(Stored items)
^^^^^^^^
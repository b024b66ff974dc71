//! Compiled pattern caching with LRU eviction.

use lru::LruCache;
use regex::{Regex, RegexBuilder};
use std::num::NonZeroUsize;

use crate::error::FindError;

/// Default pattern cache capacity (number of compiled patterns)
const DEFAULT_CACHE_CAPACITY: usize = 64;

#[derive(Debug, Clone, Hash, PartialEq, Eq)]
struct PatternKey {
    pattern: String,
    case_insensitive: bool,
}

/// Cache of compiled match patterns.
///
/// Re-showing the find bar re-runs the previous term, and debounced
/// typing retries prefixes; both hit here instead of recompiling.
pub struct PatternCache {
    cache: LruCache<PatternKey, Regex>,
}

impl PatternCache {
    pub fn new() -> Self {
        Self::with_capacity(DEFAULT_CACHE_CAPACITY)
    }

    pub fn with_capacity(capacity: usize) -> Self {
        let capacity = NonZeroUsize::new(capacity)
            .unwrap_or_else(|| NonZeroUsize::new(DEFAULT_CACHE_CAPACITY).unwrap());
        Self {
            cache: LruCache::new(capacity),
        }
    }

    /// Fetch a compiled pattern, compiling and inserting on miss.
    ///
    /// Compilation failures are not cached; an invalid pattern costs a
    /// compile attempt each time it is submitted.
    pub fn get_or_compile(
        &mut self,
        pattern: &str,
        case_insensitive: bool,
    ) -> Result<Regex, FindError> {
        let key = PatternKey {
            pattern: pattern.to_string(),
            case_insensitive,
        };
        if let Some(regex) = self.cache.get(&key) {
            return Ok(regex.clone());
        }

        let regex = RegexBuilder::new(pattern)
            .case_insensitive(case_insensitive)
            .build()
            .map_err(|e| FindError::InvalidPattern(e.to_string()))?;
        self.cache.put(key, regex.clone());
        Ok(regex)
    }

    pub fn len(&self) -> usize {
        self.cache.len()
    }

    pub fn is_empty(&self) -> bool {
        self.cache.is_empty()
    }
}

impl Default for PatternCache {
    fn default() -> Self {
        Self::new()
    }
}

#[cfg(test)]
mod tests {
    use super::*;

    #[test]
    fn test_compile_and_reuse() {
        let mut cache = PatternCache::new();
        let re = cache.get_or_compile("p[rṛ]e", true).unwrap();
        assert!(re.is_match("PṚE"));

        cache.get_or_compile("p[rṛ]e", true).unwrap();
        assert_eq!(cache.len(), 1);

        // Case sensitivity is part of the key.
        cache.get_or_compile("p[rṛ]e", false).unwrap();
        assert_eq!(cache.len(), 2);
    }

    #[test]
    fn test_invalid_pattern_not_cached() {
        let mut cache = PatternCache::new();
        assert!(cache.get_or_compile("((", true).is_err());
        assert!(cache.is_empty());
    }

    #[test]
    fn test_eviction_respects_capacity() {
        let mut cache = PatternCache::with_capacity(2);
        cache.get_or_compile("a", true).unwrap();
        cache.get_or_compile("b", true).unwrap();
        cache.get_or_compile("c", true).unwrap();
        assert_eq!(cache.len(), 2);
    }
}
^^^^^^^^
Exercise aim: Print exactly, and only, the lines from the line that contains "assert_eq!(cache.len(), 1);" through the last line of the records.

Solved exercise:
        assert_eq!(cache.len(), 1);

        // Case sensitivity is part of the key.
        cache.get_or_compile("p[rṛ]e", false).unwrap();
        assert_eq!(cache.len(), 2);
    }

    #[test]
    fn test_invalid_pattern_not_cached() {
        let mut cache = PatternCache::new();
        assert!(cache.get_or_compile("((", true).is_err());
        assert!(cache.is_empty());
    }

    #[test]
    fn test_eviction_respects_capacity() {
        let mut cache = PatternCache::with_capacity(2);
        cache.get_or_compile("a", true).unwrap();
        cache.get_or_compile("b", true).unwrap();
        cache.get_or_compile("c", true).unwrap();
        assert_eq!(cache.len(), 2);
    }
}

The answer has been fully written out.